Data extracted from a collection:
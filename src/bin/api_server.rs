//! REST API server for the warehouse dashboard
//!
//! Usage:
//!   ./target/release/api_server [--port 8080] [--source sample|csv|excel|database] [--path P] [--config C]
//!
//! REST endpoints (all report endpoints accept ?preset=&start=&end=):
//!   GET /api/v1/health                 - Health check
//!   GET /api/v1/dashboard              - Full report
//!   GET /api/v1/kpis                   - Headline KPIs
//!   GET /api/v1/warehouses             - Scored warehouse summary
//!   GET /api/v1/warehouses/slowest     - Slowest warehouses (?limit=N)
//!   GET /api/v1/trends                 - Daily, monthly and weekday trends
//!   GET /api/v1/bottlenecks            - Processing-stage counts per warehouse
//!   GET /api/v1/recommendations        - Warnings and recommendations
//!   GET /api/v1/charts/:name           - heatmap | bottlenecks | comparison | trends

use anyhow::Result;
use clap::Parser;
use std::net::SocketAddr;
use std::path::PathBuf;
use std::sync::Arc;
use tracing_subscriber::{layer::SubscriberExt, util::SubscriberInitExt};

use warehouse_ops::api::{self, DashboardService};
use warehouse_ops::config;
use warehouse_ops::source::{DataSource, SourceKind};

#[derive(Parser, Debug)]
#[command(name = "api_server")]
#[command(about = "Serve warehouse dashboard reports over HTTP")]
struct Args {
    #[arg(long, default_value = "8080")]
    port: u16,

    #[arg(long, value_enum, default_value = "sample")]
    source: SourceKind,

    /// CSV/Excel file, or database directory
    #[arg(long)]
    path: Option<PathBuf>,

    /// JSON config file (falls back to WAREHOUSE_OPS_CONFIG)
    #[arg(long)]
    config: Option<PathBuf>,
}

fn print_banner(port: u16, source: &str) {
    println!("============================================================");
    println!("         WAREHOUSE OPERATIONS API SERVER");
    println!("============================================================");
    println!();
    println!("  Port:     {}", port);
    println!("  Source:   {}", source);
    println!("  REST:     http://localhost:{}/api/v1/", port);
    println!();
    println!("REST Endpoints:");
    println!("  GET /api/v1/health              Health check");
    println!("  GET /api/v1/dashboard           Full report");
    println!("  GET /api/v1/kpis                KPIs");
    println!("  GET /api/v1/warehouses          Warehouse summary");
    println!("  GET /api/v1/warehouses/slowest  Slowest warehouses");
    println!("  GET /api/v1/trends              Trends");
    println!("  GET /api/v1/bottlenecks         Bottlenecks");
    println!("  GET /api/v1/recommendations     Recommendations");
    println!("  GET /api/v1/charts/:name        Chart description");
    println!();
    println!("============================================================");
}

#[tokio::main]
async fn main() -> Result<()> {
    tracing_subscriber::registry()
        .with(tracing_subscriber::fmt::layer())
        .with(tracing_subscriber::EnvFilter::new(
            std::env::var("RUST_LOG").unwrap_or_else(|_| "info".into()),
        ))
        .init();

    let args = Args::parse();
    let config = config::load(args.config.as_deref())?;
    let source = DataSource::from_kind(args.source, args.path, None)?;

    print_banner(args.port, source.label());

    let service = Arc::new(DashboardService::new(source, config));
    let app = api::router(service);

    let addr: SocketAddr = format!("0.0.0.0:{}", args.port).parse()?;
    tracing::info!("Starting REST server on {}", addr);

    let listener = tokio::net::TcpListener::bind(addr).await?;
    axum::serve(listener, app).await?;

    Ok(())
}
//! Dashboard configuration
//!
//! Every field has a default, so an absent or partial JSON file is valid.

use serde::{Deserialize, Serialize};
use std::path::{Path, PathBuf};
use thiserror::Error;
use tracing::info;

use crate::insights::InsightThresholds;
use crate::scoring::ScoreWeights;

/// Environment variable naming a JSON config file
pub const CONFIG_ENV: &str = "WAREHOUSE_OPS_CONFIG";

#[derive(Debug, Error)]
pub enum ConfigError {
    #[error("failed to read config {path}: {source}")]
    Read {
        path: PathBuf,
        source: std::io::Error,
    },

    #[error("invalid config {path}: {source}")]
    Parse {
        path: PathBuf,
        source: serde_json::Error,
    },
}

#[derive(Debug, Clone, PartialEq, Serialize, Deserialize)]
#[serde(default)]
pub struct DashboardConfig {
    pub thresholds: InsightThresholds,
    pub weights: ScoreWeights,
    /// Upper bound for one data fetch
    pub fetch_timeout_secs: u64,
    /// How many warehouses the "slowest" list shows
    pub top_slowest: usize,
    /// Days covered by the default date range
    pub default_range_days: i64,
}

impl Default for DashboardConfig {
    fn default() -> Self {
        Self {
            thresholds: InsightThresholds::default(),
            weights: ScoreWeights::default(),
            fetch_timeout_secs: 3,
            top_slowest: 3,
            default_range_days: 30,
        }
    }
}

impl DashboardConfig {
    pub fn from_file(path: &Path) -> Result<Self, ConfigError> {
        let text = std::fs::read_to_string(path).map_err(|source| ConfigError::Read {
            path: path.to_path_buf(),
            source,
        })?;
        serde_json::from_str(&text).map_err(|source| ConfigError::Parse {
            path: path.to_path_buf(),
            source,
        })
    }

    pub fn fetch_timeout(&self) -> std::time::Duration {
        std::time::Duration::from_secs(self.fetch_timeout_secs)
    }
}

/// Load from an explicit path, else from `WAREHOUSE_OPS_CONFIG`, else defaults.
pub fn load(explicit: Option<&Path>) -> Result<DashboardConfig, ConfigError> {
    let path = explicit
        .map(Path::to_path_buf)
        .or_else(|| std::env::var_os(CONFIG_ENV).map(PathBuf::from));

    match path {
        Some(path) => {
            let config = DashboardConfig::from_file(&path)?;
            info!("Loaded config from {:?}", path);
            Ok(config)
        }
        None => Ok(DashboardConfig::default()),
    }
}

#[cfg(test)]
mod tests {
    use super::*;
    use std::io::Write;
    use tempfile::NamedTempFile;

    #[test]
    fn test_partial_file_keeps_defaults() {
        let mut file = NamedTempFile::new().unwrap();
        writeln!(file, r#"{{"thresholds": {{"max_delay_percentage": 15.0}}, "top_slowest": 5}}"#).unwrap();

        let config = load(Some(file.path())).unwrap();
        assert_eq!(config.thresholds.max_delay_percentage, 15.0);
        assert_eq!(config.thresholds.max_handling_hours, 24.0);
        assert_eq!(config.thresholds.min_fulfillment_rate, 85.0);
        assert_eq!(config.weights, ScoreWeights::default());
        assert_eq!(config.top_slowest, 5);
        assert_eq!(config.fetch_timeout_secs, 3);
    }

    #[test]
    fn test_bad_file_is_an_error() {
        let mut file = NamedTempFile::new().unwrap();
        writeln!(file, "not json").unwrap();
        assert!(matches!(load(Some(file.path())), Err(ConfigError::Parse { .. })));

        let missing = Path::new("/definitely/not/here.json");
        assert!(matches!(load(Some(missing)), Err(ConfigError::Read { .. })));
    }
}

### Activity
Determine how many lines of the data above contain the string "trends", and give the result with nothing else.

### The answer
3